TASK BRIEF. Count up the lines below that include the string "leading" and report the number by itself.

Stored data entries
^^^^^^^^^^^^^^^^

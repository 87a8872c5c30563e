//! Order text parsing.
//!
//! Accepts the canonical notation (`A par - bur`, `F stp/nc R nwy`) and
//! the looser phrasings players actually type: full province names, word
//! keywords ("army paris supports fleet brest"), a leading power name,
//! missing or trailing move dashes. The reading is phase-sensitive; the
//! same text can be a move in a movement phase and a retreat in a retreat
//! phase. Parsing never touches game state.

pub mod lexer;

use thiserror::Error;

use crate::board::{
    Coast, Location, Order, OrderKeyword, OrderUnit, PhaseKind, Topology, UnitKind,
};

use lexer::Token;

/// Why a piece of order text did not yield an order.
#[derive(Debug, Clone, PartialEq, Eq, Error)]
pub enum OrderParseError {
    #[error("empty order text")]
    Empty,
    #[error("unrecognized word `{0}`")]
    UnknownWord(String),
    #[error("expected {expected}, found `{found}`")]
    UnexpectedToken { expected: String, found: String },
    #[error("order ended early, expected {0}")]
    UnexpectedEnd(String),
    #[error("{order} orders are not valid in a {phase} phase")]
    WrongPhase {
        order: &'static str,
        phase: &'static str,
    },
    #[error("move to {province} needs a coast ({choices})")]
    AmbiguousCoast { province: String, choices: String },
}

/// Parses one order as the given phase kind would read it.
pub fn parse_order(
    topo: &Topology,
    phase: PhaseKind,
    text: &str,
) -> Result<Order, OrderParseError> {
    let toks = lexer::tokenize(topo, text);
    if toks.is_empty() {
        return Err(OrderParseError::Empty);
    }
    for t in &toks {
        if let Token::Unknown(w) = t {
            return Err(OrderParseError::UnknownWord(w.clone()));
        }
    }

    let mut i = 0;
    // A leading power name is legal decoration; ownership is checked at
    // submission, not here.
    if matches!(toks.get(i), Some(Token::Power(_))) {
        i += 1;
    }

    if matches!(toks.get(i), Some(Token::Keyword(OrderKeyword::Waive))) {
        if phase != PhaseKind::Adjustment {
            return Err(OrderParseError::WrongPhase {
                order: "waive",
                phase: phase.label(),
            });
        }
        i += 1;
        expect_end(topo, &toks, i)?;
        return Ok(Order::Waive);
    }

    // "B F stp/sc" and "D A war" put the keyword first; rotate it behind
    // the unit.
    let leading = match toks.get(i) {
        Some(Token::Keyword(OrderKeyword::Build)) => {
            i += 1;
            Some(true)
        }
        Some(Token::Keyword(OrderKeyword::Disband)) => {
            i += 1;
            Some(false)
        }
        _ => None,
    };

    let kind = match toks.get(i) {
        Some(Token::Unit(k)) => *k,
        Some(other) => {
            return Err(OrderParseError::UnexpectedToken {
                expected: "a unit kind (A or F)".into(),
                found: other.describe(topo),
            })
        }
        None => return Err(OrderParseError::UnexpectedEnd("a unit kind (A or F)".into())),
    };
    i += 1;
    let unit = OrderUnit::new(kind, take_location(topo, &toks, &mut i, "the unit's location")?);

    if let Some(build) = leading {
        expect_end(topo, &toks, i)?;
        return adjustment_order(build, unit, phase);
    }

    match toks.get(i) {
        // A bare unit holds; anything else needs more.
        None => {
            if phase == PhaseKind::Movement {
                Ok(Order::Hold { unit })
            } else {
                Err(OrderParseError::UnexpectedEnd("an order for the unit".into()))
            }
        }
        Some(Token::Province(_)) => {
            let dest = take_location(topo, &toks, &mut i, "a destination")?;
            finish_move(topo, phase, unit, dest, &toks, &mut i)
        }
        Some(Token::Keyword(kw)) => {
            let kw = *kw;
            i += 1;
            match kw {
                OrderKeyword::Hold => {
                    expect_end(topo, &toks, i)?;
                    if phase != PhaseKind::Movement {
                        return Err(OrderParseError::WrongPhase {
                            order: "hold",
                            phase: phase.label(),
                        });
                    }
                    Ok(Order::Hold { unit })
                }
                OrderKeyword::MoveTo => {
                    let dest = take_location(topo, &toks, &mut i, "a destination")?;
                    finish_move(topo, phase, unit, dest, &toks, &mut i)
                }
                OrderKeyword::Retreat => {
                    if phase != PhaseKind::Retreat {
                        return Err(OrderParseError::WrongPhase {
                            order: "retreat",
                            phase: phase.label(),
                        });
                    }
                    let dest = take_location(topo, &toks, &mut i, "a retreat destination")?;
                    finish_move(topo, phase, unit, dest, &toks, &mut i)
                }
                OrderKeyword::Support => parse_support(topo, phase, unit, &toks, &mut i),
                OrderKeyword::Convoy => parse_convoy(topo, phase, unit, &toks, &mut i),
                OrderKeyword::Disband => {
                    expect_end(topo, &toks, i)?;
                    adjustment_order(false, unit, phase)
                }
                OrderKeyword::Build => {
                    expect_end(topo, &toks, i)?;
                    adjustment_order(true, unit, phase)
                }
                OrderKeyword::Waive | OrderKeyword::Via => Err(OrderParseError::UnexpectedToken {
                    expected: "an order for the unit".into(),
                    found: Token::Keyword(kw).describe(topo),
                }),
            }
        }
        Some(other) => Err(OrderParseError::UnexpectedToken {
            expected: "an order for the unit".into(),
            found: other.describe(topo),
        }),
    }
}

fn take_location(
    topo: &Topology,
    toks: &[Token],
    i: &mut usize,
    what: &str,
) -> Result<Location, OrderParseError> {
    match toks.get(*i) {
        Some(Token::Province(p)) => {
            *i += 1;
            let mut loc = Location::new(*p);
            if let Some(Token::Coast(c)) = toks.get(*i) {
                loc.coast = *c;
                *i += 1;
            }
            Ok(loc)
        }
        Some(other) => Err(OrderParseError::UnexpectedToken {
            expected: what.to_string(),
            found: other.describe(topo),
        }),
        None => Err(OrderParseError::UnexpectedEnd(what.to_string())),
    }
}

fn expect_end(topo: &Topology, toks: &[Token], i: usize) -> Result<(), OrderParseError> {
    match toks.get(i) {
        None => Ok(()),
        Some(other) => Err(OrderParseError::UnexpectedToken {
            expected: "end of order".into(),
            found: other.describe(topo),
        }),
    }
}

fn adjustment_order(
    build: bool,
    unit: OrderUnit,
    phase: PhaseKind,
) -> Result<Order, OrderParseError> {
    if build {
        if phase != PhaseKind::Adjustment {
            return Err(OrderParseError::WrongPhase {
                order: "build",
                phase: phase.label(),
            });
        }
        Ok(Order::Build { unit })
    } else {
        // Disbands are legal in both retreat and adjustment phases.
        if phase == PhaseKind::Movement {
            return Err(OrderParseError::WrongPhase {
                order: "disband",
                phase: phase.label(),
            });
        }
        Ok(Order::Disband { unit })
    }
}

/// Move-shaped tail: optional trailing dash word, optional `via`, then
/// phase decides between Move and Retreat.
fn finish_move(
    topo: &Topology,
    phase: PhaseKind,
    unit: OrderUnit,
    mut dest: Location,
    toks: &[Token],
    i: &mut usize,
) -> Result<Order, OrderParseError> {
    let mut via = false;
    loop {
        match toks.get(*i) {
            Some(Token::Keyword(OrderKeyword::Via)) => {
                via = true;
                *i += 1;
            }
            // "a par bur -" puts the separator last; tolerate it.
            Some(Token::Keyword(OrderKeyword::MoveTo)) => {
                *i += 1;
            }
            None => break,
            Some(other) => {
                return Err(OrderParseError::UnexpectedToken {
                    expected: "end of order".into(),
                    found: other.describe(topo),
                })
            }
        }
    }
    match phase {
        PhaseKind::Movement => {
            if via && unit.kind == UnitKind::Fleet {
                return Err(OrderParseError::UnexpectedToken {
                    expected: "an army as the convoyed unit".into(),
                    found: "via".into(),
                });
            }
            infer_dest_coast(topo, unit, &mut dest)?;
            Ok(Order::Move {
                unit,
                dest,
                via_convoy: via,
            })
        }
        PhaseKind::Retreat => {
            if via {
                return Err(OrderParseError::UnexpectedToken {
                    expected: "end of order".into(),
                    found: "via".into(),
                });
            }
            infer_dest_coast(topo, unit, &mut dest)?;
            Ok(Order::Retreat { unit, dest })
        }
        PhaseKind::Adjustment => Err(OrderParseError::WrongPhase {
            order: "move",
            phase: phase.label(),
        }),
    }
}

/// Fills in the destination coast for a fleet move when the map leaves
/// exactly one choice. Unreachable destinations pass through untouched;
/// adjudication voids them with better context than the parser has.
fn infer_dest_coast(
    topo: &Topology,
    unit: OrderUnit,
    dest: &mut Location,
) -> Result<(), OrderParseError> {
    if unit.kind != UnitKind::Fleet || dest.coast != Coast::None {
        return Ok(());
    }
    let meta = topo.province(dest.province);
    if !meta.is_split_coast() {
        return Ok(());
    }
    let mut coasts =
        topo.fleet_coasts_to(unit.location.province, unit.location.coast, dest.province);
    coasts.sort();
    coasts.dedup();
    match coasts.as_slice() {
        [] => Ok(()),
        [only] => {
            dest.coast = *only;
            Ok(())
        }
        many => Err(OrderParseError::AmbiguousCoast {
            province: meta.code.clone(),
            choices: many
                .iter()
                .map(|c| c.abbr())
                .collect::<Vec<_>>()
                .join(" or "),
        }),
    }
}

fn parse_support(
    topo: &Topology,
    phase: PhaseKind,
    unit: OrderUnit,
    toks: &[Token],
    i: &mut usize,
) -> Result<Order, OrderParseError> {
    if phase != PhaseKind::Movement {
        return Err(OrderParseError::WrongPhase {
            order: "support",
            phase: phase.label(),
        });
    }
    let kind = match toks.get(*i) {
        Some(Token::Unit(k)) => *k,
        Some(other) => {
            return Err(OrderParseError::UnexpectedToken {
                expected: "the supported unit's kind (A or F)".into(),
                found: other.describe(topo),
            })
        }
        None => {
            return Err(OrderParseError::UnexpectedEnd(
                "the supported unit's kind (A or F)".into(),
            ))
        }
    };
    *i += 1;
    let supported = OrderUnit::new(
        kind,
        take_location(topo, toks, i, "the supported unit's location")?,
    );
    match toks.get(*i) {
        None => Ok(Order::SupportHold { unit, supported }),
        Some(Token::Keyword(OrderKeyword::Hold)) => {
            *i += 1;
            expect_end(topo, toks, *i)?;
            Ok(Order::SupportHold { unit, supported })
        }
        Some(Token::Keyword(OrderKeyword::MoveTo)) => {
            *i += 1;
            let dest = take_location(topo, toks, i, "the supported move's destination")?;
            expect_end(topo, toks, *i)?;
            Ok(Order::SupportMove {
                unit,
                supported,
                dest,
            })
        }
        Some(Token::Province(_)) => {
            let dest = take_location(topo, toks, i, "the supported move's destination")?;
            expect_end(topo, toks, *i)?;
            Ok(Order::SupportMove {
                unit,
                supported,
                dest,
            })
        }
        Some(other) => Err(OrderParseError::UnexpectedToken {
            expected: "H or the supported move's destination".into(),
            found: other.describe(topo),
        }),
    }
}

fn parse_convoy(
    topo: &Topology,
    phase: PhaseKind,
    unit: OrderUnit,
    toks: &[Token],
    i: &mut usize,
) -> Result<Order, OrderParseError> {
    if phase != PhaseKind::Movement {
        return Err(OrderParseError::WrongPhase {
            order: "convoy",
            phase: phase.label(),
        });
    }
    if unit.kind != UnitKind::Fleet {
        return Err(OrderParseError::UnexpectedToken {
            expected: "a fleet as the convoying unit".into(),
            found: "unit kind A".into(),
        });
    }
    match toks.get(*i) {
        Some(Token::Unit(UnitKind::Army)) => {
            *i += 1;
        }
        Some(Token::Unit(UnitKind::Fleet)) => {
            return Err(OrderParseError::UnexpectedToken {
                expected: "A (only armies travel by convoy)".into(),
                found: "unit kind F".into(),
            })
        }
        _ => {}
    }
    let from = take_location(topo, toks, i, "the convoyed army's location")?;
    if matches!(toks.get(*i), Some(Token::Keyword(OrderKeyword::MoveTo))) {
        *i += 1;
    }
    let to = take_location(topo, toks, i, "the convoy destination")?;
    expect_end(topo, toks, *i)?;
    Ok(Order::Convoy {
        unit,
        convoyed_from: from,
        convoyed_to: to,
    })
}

^^^^^^^^^^^^^^^^

EXERCISE RESULT. 4